The object of this study was to review the experience of Norplant implants insertion at the University of Colorado Health Sciences Center with specific attention to the potential impact of source of care and/or clinic site of of insertion. Norplant implants were inserted at four different office sites, namely, adolescent-teen, resident, certified nurse midwife, and faculty physician. The charts of all patients who had Norplant implants inserted between April 1991 and September 1992 were reviewed and we attempted to contact each patient by telephone to assess clinical course and acceptability of Norplant contraceptive. We were able to contact 254 of 414 women (61%) who had Norplant implants inserted. The average length of time since Norplant implants insertion was 13.2 months.
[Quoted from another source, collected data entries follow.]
// =============================================================================
// Caching Predictor — TTL cache over an inner predictor, with fallback
// =============================================================================
//
// Wraps an inner predictor (normally the subprocess-backed model) and a
// fallback (normally the heuristic). Caches `(fingerprint -> probability)`
// for a short TTL to absorb duplicate feature vectors within a burst of
// depth events, and routes to the fallback whenever the inner predictor's
// health check fails. Grounded on the half-life/TTL bookkeeping idiom used
// for signal decay: a timestamped map, swept lazily on read.
// =============================================================================

use std::collections::HashMap;
use std::sync::atomic::{AtomicU64, Ordering};
use std::time::{Duration, Instant};

use async_trait::async_trait;
use parking_lot::RwLock;
use tracing::warn;

use crate::error::EngineResult;
use crate::model::FeatureVector;

use super::Predictor;

struct CacheEntry {
    probability: f64,
    inserted_at: Instant,
}

/// Decimal precision used when fingerprinting a feature vector for caching.
const FINGERPRINT_DECIMALS: u32 = 4;

pub struct CachingPredictor<I: Predictor, F: Predictor> {
    inner: I,
    fallback: F,
    ttl: Duration,
    cache: RwLock<HashMap<(i64, i64, i64), CacheEntry>>,
    fallback_uses: AtomicU64,
    timeouts: AtomicU64,
}

impl<I: Predictor, F: Predictor> CachingPredictor<I, F> {
    pub fn new(inner: I, fallback: F, ttl: Duration) -> Self {
        Self {
            inner,
            fallback,
            ttl,
            cache: RwLock::new(HashMap::new()),
            fallback_uses: AtomicU64::new(0),
            timeouts: AtomicU64::new(0),
        }
    }

    pub fn fallback_use_count(&self) -> u64 {
        self.fallback_uses.load(Ordering::Relaxed)
    }

    fn cached(&self, key: (i64, i64, i64)) -> Option<f64> {
        let cache = self.cache.read();
        cache.get(&key).and_then(|e| {
            if e.inserted_at.elapsed() <= self.ttl {
                Some(e.probability)
            } else {
                None
            }
        })
    }

    fn insert(&self, key: (i64, i64, i64), probability: f64) {
        let mut cache = self.cache.write();
        cache.insert(key, CacheEntry { probability, inserted_at: Instant::now() });
        // Opportunistic sweep so the map doesn't grow unbounded across a
        // long-running session.
        let ttl = self.ttl;
        cache.retain(|_, v| v.inserted_at.elapsed() <= ttl * 4);
    }
}

#[async_trait]
impl<I: Predictor, F: Predictor> Predictor for CachingPredictor<I, F> {
    async fn predict(&self, features: FeatureVector) -> EngineResult<f64> {
        let key = features.fingerprint(FINGERPRINT_DECIMALS);
        if let Some(p) = self.cached(key) {
            return Ok(p);
        }

        if !self.inner.health().await {
            self.fallback_uses.fetch_add(1, Ordering::Relaxed);
            return self.fallback.predict(features).await;
        }

        match self.inner.predict(features).await {
            Ok(prob) => {
                self.insert(key, prob);
                Ok(prob)
            }
            Err(e) => {
                self.fallback_uses.fetch_add(1, Ordering::Relaxed);
                warn!(error = %e, "inner predictor failed on a healthy check — falling back");
                self.fallback.predict(features).await
            }
        }
    }

    async fn health(&self) -> bool {
        // The caching layer is always "healthy" from the caller's point of
        // view — it degrades to the fallback internally rather than failing.
        true
    }
}

#[cfg(test)]
mod tests {
    use super::*;
    use crate::error::EngineError;
    use crate::predictor::{HeuristicPredictor, StubPredictor};

    fn fv(tick: f64, depth: f64, dist: f64) -> FeatureVector {
        FeatureVector { tick_ratio: tick, depth_ratio: depth, price_dist: dist }
    }

    /// Reports healthy but fails every `predict` call — the case a bare
    /// health check alone can't catch.
    struct FailsOnPredict;

    #[async_trait]
    impl Predictor for FailsOnPredict {
        async fn predict(&self, _features: FeatureVector) -> EngineResult<f64> {
            Err(EngineError::PredictorUnavailable("boom".into()))
        }

        async fn health(&self) -> bool {
            true
        }
    }

    #[tokio::test]
    async fn identical_inputs_return_same_probability_within_ttl() {
        let cp = CachingPredictor::new(StubPredictor::new(0.77), HeuristicPredictor::new(0.3), Duration::from_secs(5));
        let a = cp.predict(fv(0.5, 0.5, 1.0)).await.unwrap();
        let b = cp.predict(fv(0.5, 0.5, 1.0)).await.unwrap();
        assert_eq!(a, b);
        assert_eq!(a, 0.77);
    }

    #[tokio::test]
    async fn falls_back_when_inner_unhealthy() {
        let unhealthy = StubPredictor { probability: 0.9, healthy: false };
        let cp = CachingPredictor::new(unhealthy, HeuristicPredictor::new(0.3), Duration::from_secs(5));
        // Heuristic approves at tick 0.5 depth 0.5 -> predict returns 1.0.
        let p = cp.predict(fv(0.5, 0.5, 0.0)).await.unwrap();
        assert_eq!(p, 1.0);
        assert_eq!(cp.fallback_use_count(), 1);
    }

    #[tokio::test]
    async fn falls_back_when_healthy_inner_still_fails_to_predict() {
        let cp = CachingPredictor::new(FailsOnPredict, HeuristicPredictor::new(0.3), Duration::from_secs(5));
        // Heuristic approves at tick 0.5 depth 0.5 -> predict returns 1.0.
        let p = cp.predict(fv(0.5, 0.5, 0.0)).await.unwrap();
        assert_eq!(p, 1.0);
        assert_eq!(cp.fallback_use_count(), 1);
    }
}
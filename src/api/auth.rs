// =============================================================================
// Bearer Token Authentication — Axum Middleware
// =============================================================================
//
// Extracts and validates a Bearer token from the `Authorization` header.
// The expected token is read from the `ENGINE_ADMIN_TOKEN` environment variable
// at startup. Comparison is performed in constant time to prevent timing
// side-channel attacks.
//
// Usage as an Axum extractor:
//
//   async fn handler(AuthBearer(token): AuthBearer, ...) { ... }
//
// If the token is missing or invalid, the extractor short-circuits the request
// with a 403 Forbidden response before the handler body executes.
// =============================================================================

use axum::{
    extract::FromRequestParts,
    http::{request::Parts, StatusCode},
    response::{IntoResponse, Response},
};
use tracing::warn;

// =============================================================================
// Constant-time comparison
// =============================================================================

/// Compare two byte slices in constant time. Returns `true` if they are
/// identical. The comparison always examines every byte of both slices even
/// when a mismatch is found early, preventing timing side-channels.
fn constant_time_eq(a: &[u8], b: &[u8]) -> bool {
    if a.len() != b.len() {
        // Length difference is observable, but we still iterate to avoid
        // revealing *where* the length check failed in terms of timing.
        // In practice, a length mismatch already leaks the fact that lengths
        // differ, which is acceptable for token authentication (the attacker
        // does not control the expected token length).
        return false;
    }

    let mut result: u8 = 0;
    for (x, y) in a.iter().zip(b.iter()) {
        result |= x ^ y;
    }
    result == 0
}

// =============================================================================
// Extractor
// =============================================================================

/// Axum extractor that validates the `Authorization: Bearer <token>` header
/// against the `ENGINE_ADMIN_TOKEN` environment variable.
///
/// If the token is valid the extractor yields the raw token string (useful for
/// downstream logging or audit). If validation fails a 403 response is
/// returned immediately.
pub struct AuthBearer(pub String);

/// Rejection type returned when authentication fails.
pub struct AuthRejection {
    status: StatusCode,
    message: &'static str,
}

impl IntoResponse for AuthRejection {
    fn into_response(self) -> Response {
        let body = serde_json::json!({
            "error": self.message,
        });
        (self.status, axum::Json(body)).into_response()
    }
}

#[async_trait::async_trait]
impl<S> FromRequestParts<S> for AuthBearer
where
    S: Send + Sync,
{
    type Rejection = AuthRejection;

    async fn from_request_parts(parts: &mut Parts, _state: &S) -> Result<Self, Self::Rejection> {
        // Read the expected token from the environment. We read it on every
        // request so that rotation does not require a restart (cache in
        // production if latency matters).
        let expected = std::env::var("ENGINE_ADMIN_TOKEN").unwrap_or_default();

        if expected.is_empty() {
            warn!("ENGINE_ADMIN_TOKEN is not set — all authenticated requests will be rejected");
            return Err(AuthRejection {
                status: StatusCode::FORBIDDEN,
                message: "Server authentication not configured",
            });
        }

        // Extract the Authorization header.
        let auth_header = parts
            .headers
            .get(axum::http::header::AUTHORIZATION)
            .and_then(|v| v.to_str().ok());

        let token = match auth_header {
            Some(value) if value.starts_with("Bearer ") => &value[7..],
            _ => {
                warn!("Missing or malformed Authorization header");
                return Err(AuthRejection {
                    status: StatusCode::FORBIDDEN,
                    message: "Missing or invalid authorization token",
                });
            }
        };

        // Constant-time comparison.
        if !constant_time_eq(token.as_bytes(), expected.as_bytes()) {
            warn!("Invalid admin token presented");
            return Err(AuthRejection {
                status: StatusCode::FORBIDDEN,
                message: "Invalid authorization token",
            });
        }

        Ok(AuthBearer(token.to_string()))
    }
}

// =============================================================================
// Token validation helper (for WebSocket query-param auth)
// =============================================================================

/// Validate a token string against the `ENGINE_ADMIN_TOKEN` environment
/// variable. Returns `true` if the token is valid.
///
/// This is intended for contexts where the Axum extractor is not usable (e.g.
/// WebSocket upgrade where the token is passed as a query parameter).
pub fn validate_token(token: &str) -> bool {
    let expected = std::env::var("ENGINE_ADMIN_TOKEN").unwrap_or_default();
    if expected.is_empty() {
        return false;
    }
    constant_time_eq(token.as_bytes(), expected.as_bytes())
}

// =============================================================================
// Tests
// =============================================================================

#[cfg(test)]
mod tests {
    use super::*;

    #[test]
    fn constant_time_eq_identical() {
        assert!(constant_time_eq(b"hello", b"hello"));
    }

    #[test]
    fn constant_time_eq_different() {
        assert!(!constant_time_eq(b"hello", b"world"));
    }

    #[test]
    fn constant_time_eq_different_lengths() {
        assert!(!constant_time_eq(b"short", b"longer_string"));
    }

    #[test]
    fn constant_time_eq_empty() {
        assert!(constant_time_eq(b"", b""));
    }

    #[test]
    fn constant_time_eq_single_bit_diff() {
        assert!(!constant_time_eq(b"\x00", b"\x01"));
    }
}
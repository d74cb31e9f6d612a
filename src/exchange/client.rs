// =============================================================================
// Exchange REST Client — double-SHA256 signed requests against the futures API
// =============================================================================
//
// SECURITY: the secret key is never logged or serialised. Every signed
// request carries `api-key`, `nonce`, `timestamp`, and `sign` headers. The
// signature is `SHA256(SHA256(nonce || timestamp || apiKey) || secret)`,
// hex-encoded — two rounds. This venue's auth scheme nests a pre-hash of
// the request identity inside the secret-keyed hash rather than keying an
// HMAC directly.
//
// Responses are wrapped in a `{code, msg, data}` envelope. A handful of
// non-zero codes are non-fatal (position already at requested value,
// margin mode already set) and are folded into success rather than
// propagated as errors — see `EngineError::is_non_fatal_code`.
// =============================================================================

use std::sync::atomic::{AtomicU64, Ordering};
use std::time::{SystemTime, UNIX_EPOCH};

use async_trait::async_trait;
use reqwest::header::{HeaderMap, HeaderValue};
use serde::Deserialize;
use serde_json::json;
use sha2::{Digest, Sha256};
use tracing::{debug, instrument, warn};

use crate::error::{EngineError, EngineResult};
use crate::model::Side;
use crate::order_tracker::OrderSubmitter;

use super::rate_limit::RateLimiter;

#[derive(Debug, Deserialize)]
struct Envelope<T> {
    code: i64,
    #[serde(default)]
    msg: String,
    #[serde(default)]
    data: Option<T>,
}

/// Signed REST client for the futures venue.
pub struct ExchangeClient {
    api_key: String,
    secret: String,
    base_url: String,
    client: reqwest::Client,
    nonce: AtomicU64,
    pub rate_limiter: RateLimiter,
}

impl ExchangeClient {
    pub fn new(api_key: impl Into<String>, secret: impl Into<String>, base_url: impl Into<String>) -> Self {
        let client = reqwest::Client::builder()
            .timeout(std::time::Duration::from_secs(10))
            .build()
            .expect("failed to build reqwest client");

        Self {
            api_key: api_key.into(),
            secret: secret.into(),
            base_url: base_url.into(),
            client,
            nonce: AtomicU64::new(Self::timestamp_ms()),
            rate_limiter: RateLimiter::new(),
        }
    }

    fn timestamp_ms() -> u64 {
        SystemTime::now().duration_since(UNIX_EPOCH).expect("system clock before UNIX epoch").as_millis() as u64
    }

    /// A strictly increasing nonce, seeded from wall-clock time at startup.
    fn next_nonce(&self) -> u64 {
        self.nonce.fetch_add(1, Ordering::Relaxed)
    }

    /// `SHA256(SHA256(nonce || timestamp || apiKey) || secret)`, hex-encoded.
    fn sign(&self, nonce: u64, timestamp: u64) -> String {
        let inner = Sha256::digest(format!("{nonce}{timestamp}{}", self.api_key).as_bytes());
        let mut outer = Sha256::new();
        outer.update(inner);
        outer.update(self.secret.as_bytes());
        hex::encode(outer.finalize())
    }

    fn auth_headers(&self) -> EngineResult<(HeaderMap, u64, u64)> {
        let nonce = self.next_nonce();
        let timestamp = Self::timestamp_ms();
        let sign = self.sign(nonce, timestamp);

        let mut headers = HeaderMap::new();
        headers.insert("api-key", HeaderValue::from_str(&self.api_key).map_err(|e| EngineError::SignatureError(e.to_string()))?);
        headers.insert("nonce", HeaderValue::from_str(&nonce.to_string()).unwrap());
        headers.insert("timestamp", HeaderValue::from_str(&timestamp.to_string()).unwrap());
        headers.insert("sign", HeaderValue::from_str(&sign).map_err(|e| EngineError::SignatureError(e.to_string()))?);
        Ok((headers, nonce, timestamp))
    }

    async fn send_signed<T: for<'de> Deserialize<'de> + Default>(&self, method: reqwest::Method, path: &str, body: Option<serde_json::Value>) -> EngineResult<T> {
        let (headers, _, _) = self.auth_headers()?;
        let url = format!("{}{}", self.base_url, path);

        let mut req = self.client.request(method, &url).headers(headers);
        if let Some(b) = &body {
            req = req.json(b);
        }

        let resp = req.send().await.map_err(|e| EngineError::ConnectionLost(e.to_string()))?;
        self.rate_limiter.update_from_headers(resp.headers());

        let envelope: Envelope<T> = resp.json().await.map_err(|e| EngineError::ParseError(e.to_string()))?;

        if envelope.code != 0 {
            if EngineError::is_non_fatal_code(envelope.code) {
                debug!(code = envelope.code, msg = %envelope.msg, "remote returned non-fatal code — treating as success");
            } else {
                warn!(code = envelope.code, msg = %envelope.msg, "remote rejected request");
                return Err(EngineError::RemoteRejected { code: envelope.code, msg: envelope.msg });
            }
        }

        envelope.data.ok_or_else(|| EngineError::ParseError("response envelope missing data".into()))
    }

    // -------------------------------------------------------------------------
    // Orders
    // -------------------------------------------------------------------------

    #[instrument(skip(self), name = "exchange::place_order")]
    pub async fn place_order(&self, symbol: &str, side: &str, order_type: &str, qty: f64, trade_side: &str) -> EngineResult<String> {
        if !self.rate_limiter.can_place_order() {
            return Err(EngineError::ConnectionLost("rate limit: order throughput exceeded".into()));
        }
        let body = json!({
            "symbol": symbol,
            "side": side,
            "tradeSide": trade_side,
            "qty": qty,
            "orderType": order_type,
        });
        let data: serde_json::Value = self.send_signed(reqwest::Method::POST, "/api/v1/futures/trade/place_order", Some(body)).await?;
        self.rate_limiter.record_order_sent();
        let order_id = data.get("orderId").and_then(|v| v.as_str()).map(|s| s.to_string()).unwrap_or_else(|| data.to_string());
        debug!(symbol, side, trade_side, order_type, qty, order_id = %order_id, "order placed");
        Ok(order_id)
    }

    #[instrument(skip(self), name = "exchange::cancel_order")]
    pub async fn cancel_order(&self, symbol: &str, order_id: &str) -> EngineResult<()> {
        let body = json!({ "symbol": symbol, "orderId": order_id });
        let _: serde_json::Value = self.send_signed(reqwest::Method::POST, "/api/v1/futures/trade/cancel_order", Some(body)).await?;
        debug!(symbol, order_id, "order cancelled");
        Ok(())
    }

    #[instrument(skip(self), name = "exchange::change_leverage")]
    pub async fn change_leverage(&self, symbol: &str, leverage: u32) -> EngineResult<()> {
        let body = json!({ "symbol": symbol, "leverage": leverage });
        let _: serde_json::Value = self.send_signed(reqwest::Method::POST, "/api/v1/futures/account/change_leverage", Some(body)).await?;
        Ok(())
    }

    /// `margin_coin` is required by the venue when `mode == "ISOLATION"`, and
    /// omitted otherwise.
    #[instrument(skip(self), name = "exchange::change_margin_mode")]
    pub async fn change_margin_mode(&self, symbol: &str, mode: &str, margin_coin: Option<&str>) -> EngineResult<()> {
        let mut body = json!({ "symbol": symbol, "marginMode": mode });
        if mode == "ISOLATION" {
            if let Some(coin) = margin_coin {
                body["marginCoin"] = json!(coin);
            }
        }
        let _: serde_json::Value = self.send_signed(reqwest::Method::POST, "/api/v1/futures/account/change_margin_mode", Some(body)).await?;
        Ok(())
    }

    // -------------------------------------------------------------------------
    // Account
    // -------------------------------------------------------------------------

    #[instrument(skip(self), name = "exchange::get_account")]
    pub async fn get_account(&self) -> EngineResult<serde_json::Value> {
        self.send_signed(reqwest::Method::GET, "/api/v1/futures/account", None).await
    }

    #[instrument(skip(self), name = "exchange::get_balance")]
    pub async fn get_balance(&self, asset: &str) -> EngineResult<f64> {
        let account = self.get_account().await?;
        let balances = account["balances"].as_array().ok_or_else(|| EngineError::ParseError("account response missing balances array".into()))?;
        for b in balances {
            if b["asset"].as_str() == Some(asset) {
                let free: f64 = b["free"].as_str().unwrap_or("0").parse().unwrap_or(0.0);
                return Ok(free);
            }
        }
        warn!(asset, "asset not found in balances — returning 0.0");
        Ok(0.0)
    }

    // -------------------------------------------------------------------------
    // Public market data (unsigned)
    // -------------------------------------------------------------------------

    #[instrument(skip(self), name = "exchange::get_klines")]
    pub async fn get_klines(&self, symbol: &str, interval: &str, limit: u32) -> EngineResult<serde_json::Value> {
        let url = format!("{}/api/v1/market/klines?symbol={symbol}&interval={interval}&limit={limit}", self.base_url);
        let resp = self.client.get(&url).send().await.map_err(|e| EngineError::ConnectionLost(e.to_string()))?;
        let envelope: Envelope<serde_json::Value> = resp.json().await.map_err(|e| EngineError::ParseError(e.to_string()))?;
        envelope.data.ok_or_else(|| EngineError::ParseError("klines response missing data".into()))
    }

    #[instrument(skip(self), name = "exchange::get_depth")]
    pub async fn get_depth(&self, symbol: &str) -> EngineResult<serde_json::Value> {
        let url = format!("{}/api/v1/market/depth?symbol={symbol}", self.base_url);
        let resp = self.client.get(&url).send().await.map_err(|e| EngineError::ConnectionLost(e.to_string()))?;
        let envelope: Envelope<serde_json::Value> = resp.json().await.map_err(|e| EngineError::ParseError(e.to_string()))?;
        envelope.data.ok_or_else(|| EngineError::ParseError("depth response missing data".into()))
    }

    #[instrument(skip(self), name = "exchange::get_trades")]
    pub async fn get_trades(&self, symbol: &str, limit: u32) -> EngineResult<serde_json::Value> {
        let url = format!("{}/api/v1/market/trades?symbol={symbol}&limit={limit}", self.base_url);
        let resp = self.client.get(&url).send().await.map_err(|e| EngineError::ConnectionLost(e.to_string()))?;
        let envelope: Envelope<serde_json::Value> = resp.json().await.map_err(|e| EngineError::ParseError(e.to_string()))?;
        envelope.data.ok_or_else(|| EngineError::ParseError("trades response missing data".into()))
    }
}

#[async_trait]
impl OrderSubmitter for ExchangeClient {
    async fn submit_order(&self, symbol: &str, side: Side, qty: f64, order_type: &str, trade_side: &str) -> EngineResult<String> {
        let side_str = match side {
            Side::Long => "BUY",
            Side::Short => "SELL",
        };
        self.place_order(symbol, side_str, order_type, qty, trade_side).await
    }

    async fn cancel_order(&self, symbol: &str, client_id: &str) -> EngineResult<()> {
        ExchangeClient::cancel_order(self, symbol, client_id).await
    }
}

impl std::fmt::Debug for ExchangeClient {
    fn fmt(&self, f: &mut std::fmt::Formatter<'_>) -> std::fmt::Result {
        f.debug_struct("ExchangeClient").field("api_key", &"<redacted>").field("secret", &"<redacted>").field("base_url", &self.base_url).finish()
    }
}

#[cfg(test)]
mod tests {
    use super::*;

    #[test]
    fn signing_is_deterministic_for_fixed_inputs() {
        let client = ExchangeClient::new("key123", "secret456", "https://example.invalid");
        let a = client.sign(1, 1000);
        let b = client.sign(1, 1000);
        assert_eq!(a, b);
        assert_eq!(a.len(), 64); // hex-encoded SHA256 digest
    }

    #[test]
    fn signing_differs_on_nonce() {
        let client = ExchangeClient::new("key123", "secret456", "https://example.invalid");
        let a = client.sign(1, 1000);
        let b = client.sign(2, 1000);
        assert_ne!(a, b);
    }

    #[test]
    fn non_fatal_codes_are_recognised() {
        assert!(EngineError::is_non_fatal_code(34002));
        assert!(EngineError::is_non_fatal_code(10007));
        assert!(!EngineError::is_non_fatal_code(1));
    }
}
The only significant demographic difference between groups was that the adolescent-teen patients were younger, of lower parity, less educated, and were more likely to be single than the other three groups. The overall removal proportion was 14.6%, and removal proportions were not significantly different between any of the four groups. The primary reason for removal was unacceptable bleeding (32% of removers). Only 59% of patients returned for follow-up care. Faculty physician patients were significantly more compliant with follow-up compared to adolescent-teen and resident patients (p < 0.01). Patient retention of Norplant contraceptive is unrelated to age or the clinic setting in which the device was inserted. Since similar side effects are experienced by retainers and removers, it is unclear what other factors prompt women to seek removal. Particularly in the teen and resident groups, follow-up is poor.